The issue isn't license plate readers, it's data retention.
They certainly have a valid point about the need for limits on data retention however I feel they're going too far in demanding "public disclosure of the actual license plate data [(a week’s worth)]" just to highlight the issue.
Releasing that data publicly could be dangerous. Which kind of goes to show that the police shouldn't have that kind of data to begin with.
I really wish they had just used that bloody system to look for hits on wanted and stolen vehicles. That's fine, everyone's ok with that. Mass collection and tracking of every single car that gets recorded? Why did they have to torpedo such a useful technology by doing something so stupid?
Releasing that data publicly could be dangerous. Which kind of goes to show that the police shouldn't have that kind of data to begin with.
That's the point the EFF is trying to make, but it's also absurd.
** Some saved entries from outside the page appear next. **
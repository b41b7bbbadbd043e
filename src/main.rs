use anyhow::{bail, Result};
use clap::{Parser, Subcommand};

use moneydeck::config::{DeckPaths, Settings};
use moneydeck::display::{format_account_details, format_account_list, format_transaction_list};
use moneydeck::seed;

#[derive(Parser)]
#[command(
    name = "moneydeck",
    version,
    about = "Terminal-based multi-currency account dashboard",
    long_about = "moneydeck is a terminal dashboard over a demo set of \
                  currency accounts and a transaction feed. Balances, feed \
                  amounts, and profile fields are editable in place; edits \
                  live for the session and reset on reload."
)]
struct Cli {
    #[command(subcommand)]
    command: Option<Commands>,
}

#[derive(Subcommand)]
enum Commands {
    /// Launch the interactive dashboard
    #[command(alias = "ui")]
    Tui,

    /// List the demo accounts, or show one account's details
    Accounts {
        /// Account id to show in detail ("1".."4")
        id: Option<String>,
    },

    /// List the demo transaction feed, newest first
    #[command(alias = "txn")]
    Transactions {
        /// Number of entries to show
        #[arg(short, long, default_value = "20")]
        limit: usize,
    },

    /// Show current configuration and paths
    Config {
        /// Set and persist the accent color before showing the configuration
        #[arg(long)]
        accent: Option<String>,
    },
}

fn main() -> Result<()> {
    let cli = Cli::parse();

    let paths = DeckPaths::new()?;
    let mut settings = Settings::load_or_create(&paths)?;

    match cli.command {
        Some(Commands::Tui) => {
            moneydeck::logging::init(&paths)?;
            moneydeck::tui::run_tui(settings)?;
        }
        Some(Commands::Accounts { id: Some(id) }) => {
            let accounts = seed::accounts();
            match accounts.iter().find(|a| a.id.as_str() == id) {
                Some(account) => println!("{}", format_account_details(account)),
                None => bail!("No account with id '{}'", id),
            }
        }
        Some(Commands::Accounts { id: None }) => {
            println!("{}", format_account_list(&seed::accounts()));
        }
        Some(Commands::Transactions { limit }) => {
            let feed: Vec<_> = seed::transactions().into_iter().take(limit).collect();
            println!("{}", format_transaction_list(&feed));
        }
        Some(Commands::Config { accent }) => {
            if let Some(accent) = accent {
                settings.accent = accent;
                settings.save(&paths)?;
                println!("Settings saved.");
                println!();
            }
            println!("moneydeck Configuration");
            println!("=======================");
            println!("Base directory: {}", paths.base_dir().display());
            println!("Settings file:  {}", paths.settings_file().display());
            println!("Session log:    {}", paths.log_file().display());
            println!();
            println!("Settings:");
            println!("  Date format:     {}", settings.date_format);
            println!("  Grouped amounts: {}", settings.grouped_amounts);
            println!("  Accent color:    {}", settings.accent);
        }
        None => {
            println!("moneydeck - Terminal-based multi-currency account dashboard");
            println!();
            println!("Run 'moneydeck --help' for usage information.");
            println!("Run 'moneydeck tui' to launch the interactive dashboard.");
        }
    }

    Ok(())
}
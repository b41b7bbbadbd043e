//! Money type for representing currency amounts
//!
//! Internally stores amounts in cents (i64) to avoid floating-point precision
//! issues. The dashboard displays amounts the way the seed data does: two
//! fraction digits, optionally grouped with thousands separators
//! ("12,086.34"). Currency codes live on the owning record, not here.

use serde::{Deserialize, Serialize};
use std::fmt;
use std::ops::{Add, AddAssign, Neg, Sub, SubAssign};

/// A monetary amount stored as cents (hundredths of the currency unit)
#[derive(Debug, Clone, Copy, PartialEq, Eq, PartialOrd, Ord, Hash, Serialize, Deserialize)]
#[serde(transparent)]
pub struct Money(i64);

impl Money {
    /// Create a Money amount from cents
    pub const fn from_cents(cents: i64) -> Self {
        Self(cents)
    }

    /// Create a zero Money amount
    pub const fn zero() -> Self {
        Self(0)
    }

    /// Get the amount in cents
    pub const fn cents(&self) -> i64 {
        self.0
    }

    /// Get the whole-unit portion (truncated toward zero)
    pub const fn units(&self) -> i64 {
        self.0 / 100
    }

    /// Get the cents portion (0-99)
    pub const fn cents_part(&self) -> i64 {
        (self.0 % 100).abs()
    }

    /// Check if the amount is zero
    pub const fn is_zero(&self) -> bool {
        self.0 == 0
    }

    /// Check if the amount is negative
    pub const fn is_negative(&self) -> bool {
        self.0 < 0
    }

    /// Get the absolute value
    pub const fn abs(&self) -> Self {
        Self(self.0.abs())
    }

    /// Format with thousands separators: `12,086.34`
    pub fn format_grouped(&self) -> String {
        let units = self.units().abs().to_string();
        let mut grouped = String::with_capacity(units.len() + units.len() / 3);
        for (i, c) in units.chars().enumerate() {
            if i > 0 && (units.len() - i) % 3 == 0 {
                grouped.push(',');
            }
            grouped.push(c);
        }
        let sign = if self.is_negative() { "-" } else { "" };
        format!("{}{}.{:02}", sign, grouped, self.cents_part())
    }
}

impl Default for Money {
    fn default() -> Self {
        Self::zero()
    }
}

impl fmt::Display for Money {
    fn fmt(&self, f: &mut fmt::Formatter<'_>) -> fmt::Result {
        let sign = if self.is_negative() { "-" } else { "" };
        write!(f, "{}{}.{:02}", sign, self.units().abs(), self.cents_part())
    }
}

impl Add for Money {
    type Output = Self;

    fn add(self, other: Self) -> Self {
        Self(self.0 + other.0)
    }
}

impl AddAssign for Money {
    fn add_assign(&mut self, other: Self) {
        self.0 += other.0;
    }
}

impl Sub for Money {
    type Output = Self;

    fn sub(self, other: Self) -> Self {
        Self(self.0 - other.0)
    }
}

impl SubAssign for Money {
    fn sub_assign(&mut self, other: Self) {
        self.0 -= other.0;
    }
}

impl Neg for Money {
    type Output = Self;

    fn neg(self) -> Self {
        Self(-self.0)
    }
}

impl std::iter::Sum for Money {
    fn sum<I: Iterator<Item = Self>>(iter: I) -> Self {
        iter.fold(Money::zero(), |acc, m| acc + m)
    }
}
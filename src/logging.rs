//! Session logging
//!
//! Structured logs go to a file under the data directory because the TUI
//! owns stdout. The filter is taken from `MONEYDECK_LOG` when set, otherwise
//! only this crate's events at info and above are recorded.

use std::fs::OpenOptions;
use std::sync::Mutex;

use tracing_subscriber::filter::EnvFilter;

use crate::config::DeckPaths;
use crate::error::{DeckError, DeckResult};

const DEFAULT_FILTER: &str = "moneydeck=info";

/// Install the global tracing subscriber, writing to the session log file
pub fn init(paths: &DeckPaths) -> DeckResult<()> {
    paths.ensure_directories()?;

    let file = OpenOptions::new()
        .create(true)
        .append(true)
        .open(paths.log_file())
        .map_err(|e| DeckError::Io(format!("Failed to open log file: {}", e)))?;

    let filter = EnvFilter::try_from_env("MONEYDECK_LOG").or_else(|_| {
        EnvFilter::try_new(DEFAULT_FILTER)
            .map_err(|e| DeckError::Config(format!("Invalid log filter: {}", e)))
    })?;

    tracing_subscriber::fmt()
        .with_env_filter(filter)
        .with_writer(Mutex::new(file))
        .with_ansi(false)
        .with_target(true)
        .try_init()
        .map_err(|e| DeckError::Config(format!("Failed to install logger: {}", e)))?;

    tracing::info!(path = %paths.log_file().display(), "session log opened");
    Ok(())
}

#[cfg(test)]
mod tests {
    use super::*;

    #[test]
    fn test_default_filter_parses() {
        assert!(EnvFilter::try_new(DEFAULT_FILTER).is_ok());
    }
}
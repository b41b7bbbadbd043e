//! Custom error types for moneydeck
//!
//! This module defines the error hierarchy for the application using thiserror
//! for ergonomic error definitions. The dashboard itself never fails: missing
//! lookups are silent no-ops and malformed input coerces to zero, so the
//! variants here cover the ambient surface only (paths, settings, terminal).

use thiserror::Error;

/// The main error type for moneydeck operations
#[derive(Error, Debug)]
pub enum DeckError {
    /// Configuration-related errors
    #[error("Configuration error: {0}")]
    Config(String),

    /// File I/O errors
    #[error("I/O error: {0}")]
    Io(String),

    /// JSON serialization/deserialization errors
    #[error("JSON error: {0}")]
    Json(String),

    /// Terminal setup/teardown errors
    #[error("Terminal error: {0}")]
    Terminal(String),
}

impl DeckError {
    /// Check if this is a configuration error
    pub fn is_config(&self) -> bool {
        matches!(self, Self::Config(_))
    }
}

// Implement From traits for common error types

impl From<std::io::Error> for DeckError {
    fn from(err: std::io::Error) -> Self {
        Self::Io(err.to_string())
    }
}

impl From<serde_json::Error> for DeckError {
    fn from(err: serde_json::Error) -> Self {
        Self::Json(err.to_string())
    }
}

/// Result type alias for moneydeck operations
pub type DeckResult<T> = Result<T, DeckError>;

#[cfg(test)]
mod tests {
    use super::*;

    #[test]
    fn test_error_display() {
        let err = DeckError::Config("missing settings file".into());
        assert_eq!(err.to_string(), "Configuration error: missing settings file");
        assert!(err.is_config());
    }

    #[test]
    fn test_from_io_error() {
        let io_err = std::io::Error::new(std::io::ErrorKind::NotFound, "file not found");
        let deck_err: DeckError = io_err.into();
        assert!(matches!(deck_err, DeckError::Io(_)));
    }

    #[test]
    fn test_from_json_error() {
        let json_err = serde_json::from_str::<serde_json::Value>("{bad").unwrap_err();
        let deck_err: DeckError = json_err.into();
        assert!(matches!(deck_err, DeckError::Json(_)));
    }
}
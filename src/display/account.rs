//! Account display formatting
//!
//! Formats accounts for plain terminal output, used by the non-interactive
//! subcommands.

use tabled::settings::object::Columns;
use tabled::settings::{Alignment, Modify, Style};
use tabled::{Table, Tabled};

use crate::models::Account;

#[derive(Tabled)]
struct AccountRow {
    #[tabled(rename = "Currency")]
    currency: String,
    #[tabled(rename = "Balance")]
    balance: String,
    #[tabled(rename = "Account No.")]
    number: String,
}

impl AccountRow {
    fn from_account(account: &Account) -> Self {
        Self {
            currency: format!("{} {}", account.flag, account.currency),
            balance: account.balance.format_grouped(),
            number: account.account_number.clone(),
        }
    }
}

/// Format the account list as a table
pub fn format_account_list(accounts: &[Account]) -> String {
    if accounts.is_empty() {
        return "No accounts.".to_string();
    }

    let rows: Vec<AccountRow> = accounts.iter().map(AccountRow::from_account).collect();
    Table::new(rows)
        .with(Style::rounded())
        .with(Modify::new(Columns::single(1)).with(Alignment::right()))
        .to_string()
}

/// Format a single account's details
pub fn format_account_details(account: &Account) -> String {
    let mut output = String::new();
    output.push_str(&format!("Account: {} {}\n", account.flag, account.currency));
    output.push_str(&format!("  ID:       {}\n", account.id));
    output.push_str(&format!("  Number:   {}\n", account.account_number));
    output.push_str(&format!("  Balance:  {}\n", account.balance.format_grouped()));
    output
}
It would obviously be dangerous for them to release their donors' credit card details in public (or even store them in a non-encrypted database and non-PCI compliant manner), but that's an argument for limiting who has access to how much of the records and not an argument that credit cards and financial transactions data shouldn't exist.
They certainly have a valid point about the need for limits on data retention however I feel they're going too far in demanding "public disclosure of the actual license plate data [(a week’s worth)]" just to highlight the issue.